Disappearance_of_Rebecca_Coriam

Disappearance of Rebecca Coriam

Disappearance of Rebecca Coriam

2011 disappearance from cruise ship


On 22 March 2011, English Disney Wonder crew member Rebecca Coriam (born 11 March 1987) disappeared from the ship while it was at port off the Pacific coast of Mexico. She was captured by CCTV in the crew lounge earlier that morning, having a phone conversation with a woman that appeared to be causing her emotional stress. Several hours later, she missed her shift and could not be found anywhere on the ship. Her disappearance was the first such incident in the history of Disney Cruise Line.
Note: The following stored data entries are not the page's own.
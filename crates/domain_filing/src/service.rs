//! Filing application service
//!
//! Orchestrates the return lifecycle: role checks, ownership checks, the
//! repository transition, and notification fan-out. The caller identity is
//! always explicit; there is no ambient session.

use chrono::Utc;
use rust_decimal::Decimal;
use std::sync::Arc;
use tracing::warn;

use core_kernel::{Actor, ClientId, Money, NoticeKind, NotificationSink, Rate, ReturnId, Role};
use crate::assessment::TaxAssessment;
use crate::error::FilingError;
use crate::filing::{DocumentRef, IncomeEntry, TaxReturn, VerificationOutcome};
use crate::ports::{ReturnFilter, ReturnRepository};

/// Input for drafting a new return
#[derive(Debug, Clone)]
pub struct NewDraft {
    pub tax_year: u16,
    pub income_entries: Vec<IncomeEntry>,
}

/// Service for the client- and employee-facing return operations
///
/// Officer decisions go through the review engine, which enforces queue
/// eligibility before touching the fbr axis.
pub struct FilingService {
    returns: Arc<dyn ReturnRepository>,
    notices: Arc<dyn NotificationSink>,
}

impl FilingService {
    pub fn new(returns: Arc<dyn ReturnRepository>, notices: Arc<dyn NotificationSink>) -> Self {
        Self { returns, notices }
    }

    /// Creates a draft return owned by the calling client
    pub async fn create_draft(
        &self,
        actor: &Actor,
        draft: NewDraft,
    ) -> Result<TaxReturn, FilingError> {
        require_role(actor, Role::Client, "create a draft return")?;

        let tax_return = TaxReturn::draft(
            actor.user_id.into(),
            actor.name.clone(),
            draft.tax_year,
            draft.income_entries,
        )?;
        self.returns.insert(&tax_return).await?;
        Ok(tax_return)
    }

    /// Attaches an uploaded document to the caller's draft
    pub async fn attach_document(
        &self,
        actor: &Actor,
        id: ReturnId,
        file_name: String,
    ) -> Result<TaxReturn, FilingError> {
        require_role(actor, Role::Client, "attach a document")?;
        self.ensure_owner(actor, id).await?;
        Ok(self
            .returns
            .attach_document(id, DocumentRef::new(file_name))
            .await?)
    }

    /// Replaces the income lines of the caller's draft
    pub async fn update_income(
        &self,
        actor: &Actor,
        id: ReturnId,
        income_entries: Vec<IncomeEntry>,
    ) -> Result<TaxReturn, FilingError> {
        require_role(actor, Role::Client, "edit a draft return")?;
        self.ensure_owner(actor, id).await?;
        Ok(self.returns.update_income(id, income_entries).await?)
    }

    /// Records the caller's filing declaration
    pub async fn acknowledge_declaration(
        &self,
        actor: &Actor,
        id: ReturnId,
    ) -> Result<TaxReturn, FilingError> {
        require_role(actor, Role::Client, "acknowledge the declaration")?;
        self.ensure_owner(actor, id).await?;
        Ok(self.returns.acknowledge_declaration(id).await?)
    }

    /// Files the caller's draft return
    pub async fn submit(&self, actor: &Actor, id: ReturnId) -> Result<TaxReturn, FilingError> {
        require_role(actor, Role::Client, "submit a return")?;
        self.ensure_owner(actor, id).await?;

        let tax_return = self.returns.submit(id, Utc::now()).await?;

        // Fire-and-forget: a failed notice never rolls back the filing.
        if let Err(err) = self
            .notices
            .push(
                tax_return.client_id.into(),
                "Return Submitted",
                &format!(
                    "Your tax return for {} has been successfully submitted.",
                    tax_return.tax_year
                ),
                NoticeKind::Success,
            )
            .await
        {
            warn!(return_id = %id, error = %err, "failed to emit submission notice");
        }

        Ok(tax_return)
    }

    /// Employee takes up verification of a submitted return
    pub async fn begin_review(&self, actor: &Actor, id: ReturnId) -> Result<TaxReturn, FilingError> {
        require_role(actor, Role::Employee, "begin verification")?;
        Ok(self.returns.begin_review(id).await?)
    }

    /// Records the employee's verification outcome
    pub async fn verify(
        &self,
        actor: &Actor,
        id: ReturnId,
        outcome: VerificationOutcome,
    ) -> Result<TaxReturn, FilingError> {
        require_role(actor, Role::Employee, "verify a return")?;
        Ok(self.returns.verify(id, outcome).await?)
    }

    /// Computes and persists an assessment from the employee's figures
    pub async fn record_assessment(
        &self,
        actor: &Actor,
        id: ReturnId,
        total_income: Money,
        exemptions: Money,
        tax_rate_percent: Decimal,
        tax_credits: Money,
    ) -> Result<TaxReturn, FilingError> {
        require_role(actor, Role::Employee, "record a tax calculation")?;

        let assessment = TaxAssessment::compute(
            total_income,
            exemptions,
            Rate::from_percentage(tax_rate_percent),
            tax_credits,
        )?;
        Ok(self.returns.save_assessment(id, &assessment).await?)
    }

    /// Fetches one return, restricted to the caller's visibility
    pub async fn get_return(&self, actor: &Actor, id: ReturnId) -> Result<TaxReturn, FilingError> {
        let tax_return = self.returns.fetch(id).await?;
        if actor.role == Role::Client && tax_return.client_id != ClientId::from(actor.user_id) {
            // Do not reveal other clients' returns, not even their existence.
            return Err(FilingError::ReturnNotFound(id.to_string()));
        }
        Ok(tax_return)
    }

    /// Lists returns visible to the caller
    ///
    /// Clients are always scoped to their own returns regardless of the
    /// requested filter.
    pub async fn list_returns(
        &self,
        actor: &Actor,
        client_id: Option<ClientId>,
    ) -> Result<Vec<TaxReturn>, FilingError> {
        let filter = match actor.role {
            Role::Client => ReturnFilter::for_client(actor.user_id.into()),
            _ => ReturnFilter {
                client_id,
                ..ReturnFilter::default()
            },
        };
        Ok(self.returns.list(&filter).await?)
    }

    async fn ensure_owner(&self, actor: &Actor, id: ReturnId) -> Result<(), FilingError> {
        let tax_return = self.returns.fetch(id).await?;
        if tax_return.client_id != ClientId::from(actor.user_id) {
            return Err(FilingError::not_permitted(
                "only the owning client may modify this return",
            ));
        }
        Ok(())
    }
}

fn require_role(actor: &Actor, role: Role, action: &str) -> Result<(), FilingError> {
    if actor.role != role {
        return Err(FilingError::not_permitted(format!(
            "role {} may not {action}",
            actor.role
        )));
    }
    Ok(())
}
//! Notification DTOs

use chrono::{DateTime, Utc};
use serde::{Deserialize, Serialize};

use core_kernel::NoticeKind;
use domain_notify::Notification;

#[derive(Debug, Deserialize)]
pub struct FeedQuery {
    #[serde(default)]
    pub unread_only: bool,
}

#[derive(Debug, Serialize)]
pub struct NotificationResponse {
    pub id: String,
    pub title: String,
    pub message: String,
    pub kind: NoticeKind,
    pub read: bool,
    pub created_at: DateTime<Utc>,
}

impl From<Notification> for NotificationResponse {
    fn from(notification: Notification) -> Self {
        Self {
            id: notification.id.to_string(),
            title: notification.title,
            message: notification.message,
            kind: notification.kind,
            read: notification.read,
            created_at: notification.created_at,
        }
    }
}

#[derive(Debug, Serialize)]
pub struct UnreadCountResponse {
    pub unread: usize,
}
//! Billing domain errors

use thiserror::Error;

use core_kernel::{MoneyError, PortError};

/// Errors that can occur in the billing domain
#[derive(Debug, Error)]
pub enum BillingError {
    #[error("Bill not found: {0}")]
    BillNotFound(String),

    #[error("Bill already {0}")]
    AlreadySettled(String),

    #[error("Validation error: {0}")]
    Validation(String),

    #[error("Not permitted: {0}")]
    NotPermitted(String),

    #[error("Money error: {0}")]
    Money(#[from] MoneyError),

    #[error("Storage error: {0}")]
    Storage(String),
}

impl BillingError {
    pub fn validation(message: impl Into<String>) -> Self {
        BillingError::Validation(message.into())
    }

    pub fn not_permitted(message: impl Into<String>) -> Self {
        BillingError::NotPermitted(message.into())
    }

    /// True for errors raised by an illegal bill transition
    pub fn is_state_error(&self) -> bool {
        matches!(self, BillingError::AlreadySettled(_))
    }
}

impl From<PortError> for BillingError {
    fn from(err: PortError) -> Self {
        match err {
            PortError::NotFound { id, .. } => BillingError::BillNotFound(id),
            PortError::Conflict { message } => BillingError::AlreadySettled(message),
            PortError::Validation { message, .. } => BillingError::Validation(message),
            PortError::Unauthorized { message } => BillingError::NotPermitted(message),
            other => BillingError::Storage(other.to_string()),
        }
    }
}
Quick Facts Rebecca Coriam, Born ...

Coriam's disappearance remains under investigation, and her whereabouts since the phone conversation have not been established. Her parents have been critical of Disney's handling of the investigation, believing the company knows more than it claims to and has been more interested in avoiding unfavourable publicity than cooperating with investigators. Her family settled a lawsuit against Disney out of court in 2016.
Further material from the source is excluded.